Cladrastis kentukea
Bean family (Fabaceae)

Description: This medium-sized tree is 30-65' tall at maturity, forming a short trunk that soon branches and subdivides into a rounded crown. On old trees, trunk bark is light gray and pebbly, while on young trees it is light gray and smooth. Branches are usually gray and smooth, although sometimes they are brown. Twigs are light gray or brown, glabrous, and covered with scattered white lenticels. Often, the trunk and larger branches of older trees are covered with lichens or moss. Alternate compound leaves up to 1' long occur along the twigs; these leaves are usually odd-pinnate with 7-9 leaflets. The leaflets are arranged alternately along the rachis (central stalk) of each compound leaf; they are not directly opposite from each other. Individual leaflets are 3-4" long and and 1-2" across; they are ovate or obovate, smooth along their margins, and pinnately veined. The upper leaf surface is yellowish green to medium green and glabrous, while the lower surface is pale green and hairless to pubescent. The slender petiolules (basal stalklets) of the leaflets are short (about " in length), light green, and glabrous. The petioles of the compound leaves are 3-6" long, light green, and glabrous; they have swollen bases that encircle (or nearly encircle) the buds. The buds are brown and hairy.

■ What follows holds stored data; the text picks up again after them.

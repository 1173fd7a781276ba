//! The search controller.
//!
//! [`AutoMLSearch`] validates the setup, then alternates between asking the
//! candidate generator for a batch and handing that batch to the trial
//! scheduler, appending every result to the leaderboard as it arrives. The
//! loop ends when the generator runs dry, a budget is exhausted or early
//! stopping fires. The best pipeline is then refitted on the full dataset.
//!
//! All accessors take `&self` and may be called from other threads while
//! [`AutoMLSearch::search`] is running.

use crate::config::SearchConfig;
use crate::data::Dataset;
use crate::data_checks::{default_data_checks, run_data_checks, DataCheck, DataCheckReport};
use crate::error::{KolosalError, Result};
use crate::evaluation::{CrossValidationEvaluator, TrialResult, TrialStatus};
use crate::generator::{CandidateGenerator, IterativeGenerator};
use crate::leaderboard::{Leaderboard, RankingRow};
use crate::objectives::{
    apply_threshold, default_objective, objective_by_name, Objective, Predictions, POSITIVE_CLASS,
};
use crate::pipeline::{CandidateId, Pipeline};
use crate::problem::ProblemType;
use crate::scheduler::{BudgetKind, BudgetTracker, TrialScheduler};
use chrono::{DateTime, Utc};
use ndarray::{Array1, Array2};
use parking_lot::{Mutex, RwLock};
use serde::{Deserialize, Serialize};
use std::collections::HashMap;
use std::fmt::{self, Write as _};
use std::panic::{catch_unwind, AssertUnwindSafe};
use std::path::Path;
use std::sync::atomic::{AtomicBool, Ordering};
use std::sync::Arc;
use std::time::Instant;
use tracing::{error, info, warn};

/// Why a search ended without a usable result
#[derive(Debug, Clone, PartialEq, Eq, Serialize, Deserialize)]
#[serde(rename_all = "snake_case")]
pub enum StopReason {
    SetupFailed(String),
    /// The candidate generator returned an error mid-run
    GeneratorFailed(String),
    NoValidPipeline,
}

#[derive(Debug, Clone, PartialEq, Eq, Serialize, Deserialize)]
#[serde(rename_all = "snake_case")]
pub enum SearchStatus {
    Initialized,
    Running,
    Completed,
    StoppedByBudget(BudgetKind),
    StoppedByError(StopReason),
}

impl SearchStatus {
    pub fn is_finished(&self) -> bool {
        !matches!(self, SearchStatus::Initialized | SearchStatus::Running)
    }
}

impl fmt::Display for SearchStatus {
    fn fmt(&self, f: &mut fmt::Formatter<'_>) -> fmt::Result {
        match self {
            SearchStatus::Initialized => f.write_str("initialized"),
            SearchStatus::Running => f.write_str("running"),
            SearchStatus::Completed => f.write_str("completed"),
            SearchStatus::StoppedByBudget(kind) => write!(f, "stopped by {}", kind),
            SearchStatus::StoppedByError(StopReason::SetupFailed(reason)) => {
                write!(f, "setup failed: {}", reason)
            }
            SearchStatus::StoppedByError(StopReason::GeneratorFailed(reason)) => {
                write!(f, "candidate generation failed: {}", reason)
            }
            SearchStatus::StoppedByError(StopReason::NoValidPipeline) => {
                f.write_str("no valid pipeline found")
            }
        }
    }
}

/// Progress snapshot, readable at any time
#[derive(Debug, Clone, PartialEq, Serialize, Deserialize)]
pub struct SearchState {
    pub status: SearchStatus,
    pub batches_completed: usize,
    pub trials_completed: usize,
    pub n_successful: usize,
    pub n_failed: usize,
    pub best_candidate: Option<CandidateId>,
    pub best_score: Option<f64>,
    pub started_at: Option<DateTime<Utc>>,
    pub finished_at: Option<DateTime<Utc>>,
    pub elapsed_secs: f64,
    /// Last error that ended or degraded the run
    #[serde(default)]
    pub error: Option<String>,
}

impl Default for SearchState {
    fn default() -> Self {
        Self {
            status: SearchStatus::Initialized,
            batches_completed: 0,
            trials_completed: 0,
            n_successful: 0,
            n_failed: 0,
            best_candidate: None,
            best_score: None,
            started_at: None,
            finished_at: None,
            elapsed_secs: 0.0,
            error: None,
        }
    }
}

/// The winning pipeline refitted on all rows
#[derive(Debug)]
pub struct BestPipeline {
    pub result: Arc<TrialResult>,
    pub pipeline: Box<dyn Pipeline>,
    /// Decision threshold on the positive-class probability (binary only)
    pub threshold: Option<f64>,
}

impl BestPipeline {
    pub fn name(&self) -> String {
        self.pipeline.name()
    }

    /// Predicts labels, cutting positive-class probabilities at the tuned
    /// threshold when one was found
    pub fn predict(&self, x: &Array2<f64>) -> Result<Array1<f64>> {
        match self.threshold {
            Some(threshold) => {
                let predictions = Predictions::Probabilities {
                    classes: self.pipeline.classes(),
                    proba: self.pipeline.predict_proba(x)?,
                };
                Ok(apply_threshold(&predictions.class_probability(POSITIVE_CLASS)?, threshold))
            }
            None => self.pipeline.predict(x),
        }
    }

    pub fn predict_proba(&self, x: &Array2<f64>) -> Result<Array2<f64>> {
        self.pipeline.predict_proba(x)
    }
}

/// Serializable record of a search
#[derive(Debug, Clone, Serialize, Deserialize)]
pub struct SearchCheckpoint {
    pub saved_at: DateTime<Utc>,
    pub problem_type: ProblemType,
    pub objective: String,
    pub greater_is_better: bool,
    pub config: SearchConfig,
    pub state: SearchState,
    pub rankings: Vec<RankingRow>,
    /// Every trial in completion order
    pub results: Vec<TrialResult>,
}

impl SearchCheckpoint {
    pub fn load(path: impl AsRef<Path>) -> Result<Self> {
        let text = std::fs::read_to_string(path.as_ref())?;
        Ok(serde_json::from_str(&text)?)
    }

    pub fn best(&self) -> Option<&RankingRow> {
        self.rankings.first().filter(|row| row.rank == Some(1))
    }
}

/// Tracks non-improving trials for patience-based stopping
#[derive(Debug)]
struct EarlyStopping {
    patience: Option<usize>,
    tolerance: f64,
    greater_is_better: bool,
    best: Option<f64>,
    since_improvement: usize,
}

impl EarlyStopping {
    fn new(patience: Option<usize>, tolerance: f64, greater_is_better: bool) -> Self {
        Self {
            patience,
            tolerance,
            greater_is_better,
            best: None,
            since_improvement: 0,
        }
    }

    fn observe(&mut self, result: &TrialResult) {
        if !result.is_success() || result.origin.is_baseline() {
            return;
        }
        let Some(score) = result.mean_score else {
            return;
        };
        let improved = match self.best {
            None => true,
            Some(best) => {
                let margin = self.tolerance * best.abs();
                if self.greater_is_better {
                    score > best + margin
                } else {
                    score < best - margin
                }
            }
        };
        if improved {
            self.best = Some(score);
            self.since_improvement = 0;
        } else {
            self.since_improvement += 1;
        }
    }

    fn should_stop(&self) -> bool {
        self.patience.is_some_and(|p| self.since_improvement >= p)
    }
}

/// Everything `search()` builds before the first trial
struct SearchRun {
    generator: Box<dyn CandidateGenerator>,
    scheduler: TrialScheduler,
    tracker: Arc<BudgetTracker>,
}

Drooping panicles of white flowers about 6-14" long and 3-6" across develop toward the tips of twigs; they are more broad at their bases than their tips. The branches and pedicels of each panicle are light green and glabrous. Individual flowers are about 1" long; each flower has a pea-like floral structure consisting of an upright banner (upper petal) and 2 forward projecting wings (2 lateral petals) that enclose a narrow keel (2 inner petals that are appressed together). These petals are white. At the base of each flower, there is short tubular calyx with 5 teeth that is light green. The reproductive organs consist of 10 separate stamens and a pistil with a single style. The pedicels are about the same length as the flowers. The blooming period occurs during the late spring for about 2-3 weeks. The flowers are fragrant. Individual trees bloom abundantly about once every 3-4 years. The flowers are replaced by flattened seedpods that are 2-4" long, -" across, dark brown, and glabrous at maturity. Each seedpod contains 0-6 seeds; the lateral sides of the seedpods are often undulate and partially constricted between the seeds. The root system of young trees forms a taproot. During the autumn, the deciduous leaves become yellow or golden yellow.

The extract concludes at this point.